You know, these two comments by the dysmenopausal Kansas school teacher have me thinking:
proud2Blib (1000+ posts) Sun Aug-31-08 12:45 PM
Response to Reply #14
16. She placed her unborn child at risk
That is what we need to hammer her with.
What kind of family values does this selfish bitch have?
proud2Blib (1000+ posts) Sun Aug-31-08 10:24 PM
Response to Reply #32
38. She lost me too (as if she ever had me in the first place)
But I can't possibly respect a woman who would do this to her unborn baby.
Quite obviously the dysmenopausal Kansas school teacher is thinking the Palin infant should be been terminated before birth, because quite obviously the dysmenopausal Kansas school teacher thinks if one is not destined to have a certain "quality of life," then one does not deserve life, period.
I have a real personal problem with this "quality of life" thing.
Back in the 1980s, when trying to unravel the mystery of why franksolich is the way franksolich is, in a medical textbook I found a description of the virus that afflicted my mother, and at the end of the chapter, it said "since the fetus cannot possibly have any quality of life, an abortion is recommended."
Well, I dunno.
I rather think I've enjoyed a rather high quality of life. It's true being deaf in a hearing society causes considerable problems, and because of some really stupid-assed mistakes and misjudgements I've made, of course life has not been exactly, uh, untumultuous.
But on the whole, I would rate my "quality of life" pretty highly; and I know for a certainty my quality of life exceeds the quality of life for 97-98% of the current human population; not only in those things given me by other people, but in opportunities, chances, risks and rewards, freedom.

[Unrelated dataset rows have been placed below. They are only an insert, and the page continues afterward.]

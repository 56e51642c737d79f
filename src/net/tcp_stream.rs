//! Stream half of the socket abstraction.

use std::io::{Error, Result};
use std::net::{Shutdown, SocketAddr};

/// Operations a TCP stream must support to be driven by the reactor.
pub trait TcpStream {
    fn connect(addr: SocketAddr) -> Result<Self>
    where
        Self: Sized;

    fn peer_addr(&self) -> Result<SocketAddr>;

    fn local_addr(&self) -> Result<SocketAddr>;

    fn shutdown(&self, how: Shutdown) -> Result<()>;

    fn set_nodelay(&self, nodelay: bool) -> Result<()>;

    fn nodelay(&self) -> Result<bool>;

    fn set_ttl(&self, ttl: u32) -> Result<()>;

    fn ttl(&self) -> Result<u32>;

    fn take_error(&self) -> Result<Option<Error>>;

    fn peek(&self, buf: &mut [u8]) -> Result<usize>;
}

impl TcpStream for mio::net::TcpStream {
    #[inline]
    fn connect(addr: SocketAddr) -> Result<Self>
    where
        Self: Sized,
    {
        Self::connect(addr)
    }

    #[inline]
    fn peer_addr(&self) -> Result<SocketAddr> {
        Self::peer_addr(self)
    }

    #[inline]
    fn local_addr(&self) -> Result<SocketAddr> {
        Self::local_addr(self)
    }

    #[inline]
    fn shutdown(&self, how: Shutdown) -> Result<()> {
        Self::shutdown(self, how)
    }

    #[inline]
    fn set_nodelay(&self, nodelay: bool) -> Result<()> {
        Self::set_nodelay(self, nodelay)
    }

    #[inline]
    fn nodelay(&self) -> Result<bool> {
        Self::nodelay(self)
    }

    #[inline]
    fn set_ttl(&self, ttl: u32) -> Result<()> {
        Self::set_ttl(self, ttl)
    }

    #[inline]
    fn ttl(&self) -> Result<u32> {
        Self::ttl(self)
    }

    #[inline]
    fn take_error(&self) -> Result<Option<Error>> {
        Self::take_error(self)
    }

    #[inline]
    fn peek(&self, buf: &mut [u8]) -> Result<usize> {
        Self::peek(self, buf)
    }
}

impl TcpStream for std::net::TcpStream {
    #[inline]
    fn connect(addr: SocketAddr) -> Result<Self>
    where
        Self: Sized,
    {
        Self::connect(addr)
    }

    #[inline]
    fn peer_addr(&self) -> Result<SocketAddr> {
        Self::peer_addr(self)
    }

    #[inline]
    fn local_addr(&self) -> Result<SocketAddr> {
        Self::local_addr(self)
    }

    #[inline]
    fn shutdown(&self, how: Shutdown) -> Result<()> {
        Self::shutdown(self, how)
    }

    #[inline]
    fn set_nodelay(&self, nodelay: bool) -> Result<()> {
        Self::set_nodelay(self, nodelay)
    }

    #[inline]
    fn nodelay(&self) -> Result<bool> {
        Self::nodelay(self)
    }

    #[inline]
    fn set_ttl(&self, ttl: u32) -> Result<()> {
        Self::set_ttl(self, ttl)
    }

    #[inline]
    fn ttl(&self) -> Result<u32> {
        Self::ttl(self)
    }

    #[inline]
    fn take_error(&self) -> Result<Option<Error>> {
        Self::take_error(self)
    }

    #[inline]
    fn peek(&self, buf: &mut [u8]) -> Result<usize> {
        Self::peek(self, buf)
    }
}
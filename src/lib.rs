// Copyright 2022 Ryan Seipp
//
// Licensed under the Apache License, Version 2.0 (the "License");
// you may not use this file except in compliance with the License.
// You may obtain a copy of the License at
//
//     http://www.apache.org/licenses/LICENSE-2.0
//
// Unless required by applicable law or agreed to in writing, software
// distributed under the License is distributed on an "AS IS" BASIS,
// WITHOUT WARRANTIES OR CONDITIONS OF ANY KIND, either express or implied.
// See the License for the specific language governing permissions and
// limitations under the License.

//! A multi-reactor, static-file HTTP/1.1 server.
//!
//! One acceptor thread owns the listening socket and hands every accepted connection off,
//! round-robin, to a fixed pool of worker threads. Each worker runs its own single-threaded
//! reactor ([`reactor::EventLoop`]) driving an edge-triggered `mio::Poll`; a connection is
//! mutated only by the worker loop that owns it.

pub mod buffer;
pub mod cache;
pub mod config;
pub mod connection;
pub mod error;
pub mod http;
pub mod log;
pub mod metrics;
pub mod mime;
pub mod net;
pub mod output_chain;
pub mod reactor;
pub mod server;
pub mod timer;

pub use error::Error;
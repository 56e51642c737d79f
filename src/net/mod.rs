//! Socket trait abstractions over `mio`/`std` TCP types.
//!
//! Generalizing the reactor and [`crate::connection::Connection`] over these traits keeps the
//! event-loop and connection-state-machine code free of a hard dependency on `mio::net`, which
//! matters for unit tests that want a socket-shaped double without a real fd.

pub mod tcp_listener;
pub mod tcp_stream;
//! The acceptor: a single thread owning the listening socket, handing accepted connections
//! off to worker loops round-robin.

use std::io::{self, ErrorKind, Read, Write};
use std::net::SocketAddr;
use std::sync::atomic::{AtomicBool, Ordering};
use std::sync::Arc;

use mio::{event::Source, Events, Interest, Poll, Token, Waker};
use socket2::{Domain, Protocol, Socket, Type};

use crate::net::tcp_listener::TcpListener;
use crate::net::tcp_stream::TcpStream;
use crate::reactor::LoopPool;

const LISTEN_TOKEN: Token = Token(0);
const WAKE_TOKEN: Token = Token(1);

/// Binds a listening socket with `SO_REUSEADDR` and an explicit backlog set before the
/// socket is handed to `mio`, then wraps it for non-blocking, edge-triggered use.
pub fn bind(addr: SocketAddr, backlog: i32) -> io::Result<mio::net::TcpListener> {
    let socket = Socket::new(Domain::for_address(addr), Type::STREAM, Some(Protocol::TCP))?;
    socket.set_reuse_address(true)?;
    socket.set_nonblocking(true)?;
    socket.bind(&addr.into())?;
    socket.listen(backlog)?;
    mio::net::TcpListener::from_std(socket.into())
}

/// Stops a running [`Server`] from any thread.
#[derive(Clone)]
pub struct ServerStopper {
    running: Arc<AtomicBool>,
    waker: Arc<Waker>,
}

impl ServerStopper {
    /// Requests that the acceptor loop exit.
    pub fn stop(&self) {
        self.running.store(false, Ordering::Release);
        let _ = self.waker.wake();
    }
}

/// Owns the listening socket and the worker pool connections are handed off to.
pub struct Server<T, S>
where
    T: TcpListener<S> + Source,
    S: TcpStream + Read + Write + Source + Send + 'static,
{
    listener: T,
    poll: Poll,
    waker: Arc<Waker>,
    running: Arc<AtomicBool>,
    pool: LoopPool<S>,
}

impl<T, S> Server<T, S>
where
    T: TcpListener<S> + Source,
    S: TcpStream + Read + Write + Source + Send + 'static,
{
    /// Registers `listener` on a fresh poll instance and takes ownership of `pool`.
    pub fn new(mut listener: T, pool: LoopPool<S>) -> io::Result<Self> {
        let poll = Poll::new()?;
        poll.registry()
            .register(&mut listener, LISTEN_TOKEN, Interest::READABLE)?;
        let waker = Arc::new(Waker::new(poll.registry(), WAKE_TOKEN)?);

        Ok(Self {
            listener,
            poll,
            waker,
            running: Arc::new(AtomicBool::new(true)),
            pool,
        })
    }

    /// A handle that can stop [`Server::run`] from another thread (a signal handler, say).
    pub fn stopper(&self) -> ServerStopper {
        ServerStopper {
            running: self.running.clone(),
            waker: self.waker.clone(),
        }
    }

    /// Accepts connections and hands each off to a worker loop, until stopped.
    pub fn run(&mut self) -> io::Result<()> {
        let mut events = Events::with_capacity(256);

        while self.running.load(Ordering::Acquire) {
            match self.poll.poll(&mut events, None) {
                Ok(()) => {}
                Err(e) if e.kind() == ErrorKind::Interrupted => continue,
                Err(e) => return Err(e),
            }

            for event in events.iter() {
                if event.token() == LISTEN_TOKEN {
                    self.accept()?;
                }
            }
        }

        Ok(())
    }

    /// Shuts down every worker loop in the pool. Consumes `self` since the pool cannot be
    /// reused once its threads have exited.
    pub fn shutdown_workers(self) {
        self.pool.shutdown();
    }

    fn accept(&mut self) -> io::Result<()> {
        loop {
            match self.listener.accept() {
                Ok((stream, peer)) => {
                    log::debug!("accepted connection from {peer}");
                    let handle = self.pool.next();
                    handle.post(move |event_loop| {
                        if let Err(e) = event_loop.add_connection(stream) {
                            log::warn!("failed to register accepted connection: {e}");
                        }
                    });
                }
                Err(ref e) if e.kind() == ErrorKind::WouldBlock => return Ok(()),
                Err(e) => return Err(e),
            }
        }
    }
}
use super::Error;

/// Error when the metadata write following a successful structural change
/// fails.
#[derive(Debug)]
pub(super) struct MetadataFailure {
    kind: MetadataFailureKind,
}

#[derive(Debug)]
enum MetadataFailureKind {
    /// The metadata write failed; the structural change was undone.
    Write { action: Box<str> },

    /// The column was dropped but its descriptor could not be deleted.
    Dangling { column: Box<str> },
}

impl std::error::Error for MetadataFailure {}

impl core::fmt::Display for MetadataFailure {
    fn fmt(&self, f: &mut core::fmt::Formatter) -> core::fmt::Result {
        match &self.kind {
            MetadataFailureKind::Write { action } => {
                write!(f, "metadata change failed ({action})")
            }
            MetadataFailureKind::Dangling { column } => write!(
                f,
                "metadata change failed (descriptor for dropped column `{column}` left dangling)"
            ),
        }
    }
}

impl Error {
    /// Creates a metadata-failure classification.
    pub fn metadata_failure(action: impl Into<String>) -> Error {
        Error::from(super::ErrorKind::MetadataFailure(MetadataFailure {
            kind: MetadataFailureKind::Write {
                action: action.into().into(),
            },
        }))
    }

    /// Creates a metadata failure for a descriptor whose column is already gone.
    pub fn dangling_metadata(column: impl Into<String>) -> Error {
        Error::from(super::ErrorKind::MetadataFailure(MetadataFailure {
            kind: MetadataFailureKind::Dangling {
                column: column.into().into(),
            },
        }))
    }

    /// Returns `true` if this error is a metadata failure, dangling or not.
    pub fn is_metadata_failure(&self) -> bool {
        matches!(self.kind(), super::ErrorKind::MetadataFailure(_))
    }

    /// Returns `true` if a descriptor was left describing a dropped column.
    pub fn is_dangling_metadata(&self) -> bool {
        matches!(
            self.kind(),
            super::ErrorKind::MetadataFailure(MetadataFailure {
                kind: MetadataFailureKind::Dangling { .. }
            })
        )
    }
}
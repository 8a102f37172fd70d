use crate::Error;

#[derive(Debug)]
pub(super) struct InvalidConnectionUrl {
    pub(super) message: Box<str>,
}

impl Error {
    pub fn invalid_connection_url(message: impl Into<String>) -> Error {
        Error::from(super::ErrorKind::InvalidConnectionUrl(
            InvalidConnectionUrl {
                message: message.into().into(),
            },
        ))
    }

    pub fn is_invalid_connection_url(&self) -> bool {
        matches!(self.kind(), super::ErrorKind::InvalidConnectionUrl(_))
    }
}

impl std::fmt::Display for InvalidConnectionUrl {
    fn fmt(&self, f: &mut std::fmt::Formatter<'_>) -> std::fmt::Result {
        write!(f, "invalid connection URL: {}", self.message)
    }
}
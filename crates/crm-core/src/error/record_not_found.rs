use super::Error;

/// Error when a record lookup by id or unique key returns no results.
#[derive(Debug)]
pub(super) struct RecordNotFoundError {
    context: Option<Box<str>>,
}

impl std::error::Error for RecordNotFoundError {}

impl core::fmt::Display for RecordNotFoundError {
    fn fmt(&self, f: &mut core::fmt::Formatter) -> core::fmt::Result {
        f.write_str("record not found")?;
        if let Some(ref ctx) = self.context {
            write!(f, ": {}", ctx)?;
        }
        Ok(())
    }
}

impl Error {
    /// Creates a record-not-found error with a description of the lookup.
    pub fn record_not_found(context: impl Into<String>) -> Error {
        Error::from(super::ErrorKind::RecordNotFound(RecordNotFoundError {
            context: Some(context.into().into()),
        }))
    }

    /// Returns `true` if this error is a record-not-found error.
    pub fn is_record_not_found(&self) -> bool {
        matches!(self.kind(), super::ErrorKind::RecordNotFound(_))
    }
}
mod column;
pub use column::Column;

mod default_value;
pub use default_value::DefaultValue;

mod schema;
pub use schema::Schema;

mod table;
pub use table::{Table, TableId};

mod ty;
pub use ty::Type;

Perhaps the dysmenopausal Kansas school teacher is thinking of the Palin infant as being a "high maintenance" child, a burden to society in general, a drain on public monies.
Of course, the infant is destined to never be truly self-sufficient.
But on the other hand, the dysmenopausal Kansas school teacher might be even more of a burden to society in general, a drain on public monies.
I'm not up on teachers' salaries down there in Kansas, but the greedy thorn primitive, who teaches in Wichita (rather than Kansas City), and who is nearly a generation younger than her peer further upstate, is paid circa $60,000 a year, and so it's probably reasonable to assume the dysmenopausal Kansas school teacher is paid circa $80,000 a year, if not more.
The dysmenopausal Kansas school teacher self-admittedly reads, and posts on, Skins's island when she's supposed to be teaching.....and she's on the keyboard a lot; one wonders when she actually teaches, and notices she rarely goes to Skins's island during
non-school hours of the day.
So she's paid all this money--essentially, that teaching salary is nothing more than welfare.
I suspect the Palin infant is destined to cost the public treasury less, than what the dysmenopausal Kansas school teacher does.
Or perhaps the dysmenopausal Kansas school teacher thinks of "quality of life" as awareness and fulfillment.
Now, none of us here have what afflicts the Palin infant, but I suspect it's not any worse than, and in some ways even better than, what afflicts the dysmenopausal Kansas school teacher.
One can reasonably expect the Palin infant to do his damnedest, using all the intellectual talents he possesses, such as they may be, to the utmost extent, to his limits.
And then we have the dysmenopausal Kansas school teacher, who's never even come close to using all the intellectual talents she possesses, somewhat because of some glaring abnormalities in those body parts that make her a woman, but mostly because at some time in her life, she freely and voluntarily chose to be angry, bitter, resentful, Hate-filled.
An individual who has, for example, only "10" of something, but who uses all "10" of something, is more valuable to society than another individual who has, for example, "10,000,000" of something, but uses only "5" of it.
So which one is most likely to have a higher quality of life?
Now, of course decency and civility prohibit one from suggesting abortion, no matter how worthless the life might prove, but on the other hand, I think if the dysmenopausal Kansas school teacher's mother, circa 1952 or 1953, by mischance tripped down a set of stairs, coming out of it okay with only bruises, but resulting in a miscarriage of the infant inside of her, well, I wouldn't have minded that at all.